The rest of the program consists of four two-hour sessions doing specially developed games and role-playing. In a game called "My Supporter," for instance, a child stands in the middle of a circle. "It's a trust game where you lean to the side, you're blindfolded, people push you up," says Clark. "The thing you talk about before we play that game is all the people who support someone in the community. The kids think of all the people who help them out in their lives. Then we play the game and everyone gets a chance to go in the middle and respond. People laugh. Then we talk about, 'What happens in your community when someone is HIV-positive.' And they say, 'Well, maybe your friends don't come and see you any more.' So the friends take a few steps back. 'What happens to your teacher? Maybe your teacher doesn't ask you questions any more.' . . . So then you ask the kid, 'Now, how would you feel if you were being set aside and didn't have the people to support you?'"

All the games are physical and fun, "but they all come back to a point," says Clark. And at the end of the session, there's a graduation ceremony that families and friends attend; the students get t-shirts and certificates.

The curriculum is based on world-renowned behaviorist Albert Bandura's social learning theory. Bandura even sits on the Grassroot advisory board. Clark explains that according to Bandura, people don't change their behavior by themselves. Instead, behavior "exists within a community and you have to change the community as well. So [the graduation ceremony] is our opportunity to get the message out to the community—parents, other brothers and sisters."

"My idea very simply," say Clark, "was to somehow se the fame and cachet of these professional soccer players to impact the community around HIV, to get the subject in the open."
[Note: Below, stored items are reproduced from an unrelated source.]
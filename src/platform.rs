//! Global V8 platform initialization.
//!
//! V8 can only be initialized once per process. The first isolate created
//! decides the global flags; later requests with different flags are logged
//! and ignored.

use std::sync::OnceLock;

use crate::config::GlobalFlags;

struct Platform {
    platform: v8::SharedRef<v8::Platform>,
    flags: GlobalFlags,
}

static PLATFORM: OnceLock<Platform> = OnceLock::new();

/// Get the global V8 platform, initializing it with `flags` if necessary.
///
/// Safe to call from multiple threads.
pub fn initialize(flags: GlobalFlags) -> &'static v8::SharedRef<v8::Platform> {
    let platform = PLATFORM.get_or_init(|| {
        if flags.contains(GlobalFlags::DISABLE_JIT_COMPILATION) {
            v8::V8::set_flags_from_string("--jitless");
            log::info!("V8 JIT compilation disabled");
        }

        if !flags.contains(GlobalFlags::ENABLE_TOP_LEVEL_AWAIT) {
            log::debug!("top-level await is part of the language in this V8 build; flag ignored");
        }

        // On macOS, use single-threaded GC to avoid code collection issues
        #[cfg(target_os = "macos")]
        v8::V8::set_flags_from_string("--single-threaded-gc");

        let platform = v8::new_default_platform(0, false).make_shared();
        v8::V8::initialize_platform(platform.clone());
        v8::V8::initialize();

        log::info!("V8 {} initialized (flags: {:?})", v8::V8::get_version(), flags);

        Platform { platform, flags }
    });

    if platform.flags != flags {
        log::warn!(
            "V8 already initialized with {:?}; requested {:?} ignored",
            platform.flags,
            flags
        );
    }

    &platform.platform
}

/// The platform if it has been initialized.
pub fn get_platform() -> Option<&'static v8::SharedRef<v8::Platform>> {
    PLATFORM.get().map(|p| &p.platform)
}

/// Run pending foreground platform tasks for `isolate` without blocking.
pub(crate) fn pump_message_loop(isolate: &mut v8::Isolate) {
    if let Some(platform) = get_platform() {
        while v8::Platform::pump_message_loop(platform, isolate, false) {}
    }
}
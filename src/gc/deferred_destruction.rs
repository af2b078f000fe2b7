//! Deferred destruction of V8 handles released off the isolate thread.
//!
//! ## Problem
//!
//! A `v8::Global` must be reset while its isolate is locked, but holders
//! ([`crate::V8Object`], [`crate::ScriptHolder`]) are owned by the host and may
//! be dropped from any thread at any time.
//!
//! ## Solution
//!
//! When a holder is dropped by a thread that does not own the isolate lock the
//! handle is moved into this queue. The queue is drained each time the lock is
//! taken at the outermost level, and once more during isolate teardown.

use std::collections::VecDeque;
use std::sync::atomic::{AtomicUsize, Ordering};

use parking_lot::Mutex;

/// A type-erased `v8::Global<T>` awaiting destruction.
pub struct DeferredHandle {
    ptr: *mut (),
    drop_fn: fn(*mut ()),
}

// SAFETY: the pointee is only dereferenced by `drop_fn`, which runs under the
// isolate lock when the queue is drained.
unsafe impl Send for DeferredHandle {}

impl DeferredHandle {
    pub fn new<T: 'static>(handle: v8::Global<T>) -> Self {
        let ptr = Box::into_raw(Box::new(handle)) as *mut ();

        Self {
            ptr,
            drop_fn: |ptr| {
                // SAFETY: ptr was created from Box::into_raw of a v8::Global<T>
                let _ = unsafe { Box::from_raw(ptr as *mut v8::Global<T>) };
            },
        }
    }
}

impl Drop for DeferredHandle {
    fn drop(&mut self) {
        (self.drop_fn)(self.ptr);
    }
}

/// Per-isolate queue of handles to reset under the lock.
#[derive(Default)]
pub struct DeferredDestructionQueue {
    queue: Mutex<VecDeque<DeferredHandle>>,
    // Lock-free fast path for the common empty case.
    pending: AtomicUsize,
}

impl DeferredDestructionQueue {
    pub fn new() -> Self {
        Self::default()
    }

    /// Queue `handle`; callable from any thread.
    pub fn defer<T: 'static>(&self, handle: v8::Global<T>) {
        self.queue.lock().push_back(DeferredHandle::new(handle));
        let pending = self.pending.fetch_add(1, Ordering::Release) + 1;

        tracing::trace!("Deferred V8 handle destruction (pending: {})", pending);
    }

    #[inline]
    pub fn len(&self) -> usize {
        self.pending.load(Ordering::Acquire)
    }

    #[inline]
    pub fn is_empty(&self) -> bool {
        self.len() == 0
    }

    /// Reset every queued handle. Caller must hold the isolate lock.
    pub fn process_all(&self) -> usize {
        if self.is_empty() {
            return 0;
        }

        let handles = std::mem::take(&mut *self.queue.lock());
        let count = handles.len();
        self.pending.fetch_sub(count, Ordering::Release);

        // Dropped outside the queue mutex: resetting a Global never re-enters
        // the queue, but a finalizer scheduled by it might.
        drop(handles);

        if count > 0 {
            tracing::trace!("Processed {} deferred handle destructions", count);
        }
        count
    }
}

impl std::fmt::Debug for DeferredDestructionQueue {
    fn fmt(&self, f: &mut std::fmt::Formatter<'_>) -> std::fmt::Result {
        f.debug_struct("DeferredDestructionQueue")
            .field("pending", &self.len())
            .finish()
    }
}

#[cfg(test)]
mod tests {
    use super::*;

    #[test]
    fn empty_queue_processes_nothing() {
        let queue = DeferredDestructionQueue::new();
        assert!(queue.is_empty());
        assert_eq!(queue.process_all(), 0);
    }

    #[test]
    fn handles_are_reset_on_process() {
        crate::platform::initialize(Default::default());

        let mut isolate = v8::Isolate::new(Default::default());
        let queue = DeferredDestructionQueue::new();

        {
            let scope = std::pin::pin!(v8::HandleScope::new(&mut isolate));
            let scope = scope.init();
            for i in 0..3 {
                let n = v8::Number::new(&scope, i as f64);
                queue.defer(v8::Global::new(&scope, n));
            }
        }

        assert_eq!(queue.len(), 3);
        assert_eq!(queue.process_all(), 3);
        assert!(queue.is_empty());
    }
}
Is Grassroot Soccer effective? It's too soon to know for sure, but Clark has been evaluating the pilot. The students are surveyed about what they know about HIV and prevention before the sessions, immediately afterward, and again five months later. They seem to be able to remember where to go for HIV information, but after five months their knowledge of condom effectiveness has decreased. Clark thinks conflicting messages about condom use in that society causes confusion. The experimental design of the study has also been criticized, because the intervention messages spread to the control group, which is at the same school as the intervention group. Clark isn't too concerned, though. He's pleased that the HIV/AIDS prevention messages are spreading in unanticipated ways.

He wants to improve the curriculum and export it to other organizations. Grassroot Soccer has already conducted a train-the-trainer exercise for physical education teachers in Ethiopia. "That's how we'll get our program to a large number of kids with a minimal amount of intervention," says Clark. The organization is also designing an HIV/AIDS workbook in a soccer magazine format and forging partnerships with other organizations, including the Johns Hopkins Center for Communication Programs. And a spin-off group in the U.S., KickAIDS, is using college and medical students to educate young people about the worldwide AIDS crisis.

Clark, who has received several national awards for his work, including the Annie Dyson Award of the American Academy of Pediatrics, is currently a fellow at the Center for AIDS Prevention Studies at the University of California at San Francisco. He and fellow soccer players have returned to Dartmouth several times to help develop opportunities for undergraduate and DMS students to participate in Grassroot Soccer. And in November, he participated in a three-day symposium at DMS on HIV/AIDS, "Great Issues in Medicine and Global Health."

For all Clark's worldwide interests, getting back to his own grassroots is nice.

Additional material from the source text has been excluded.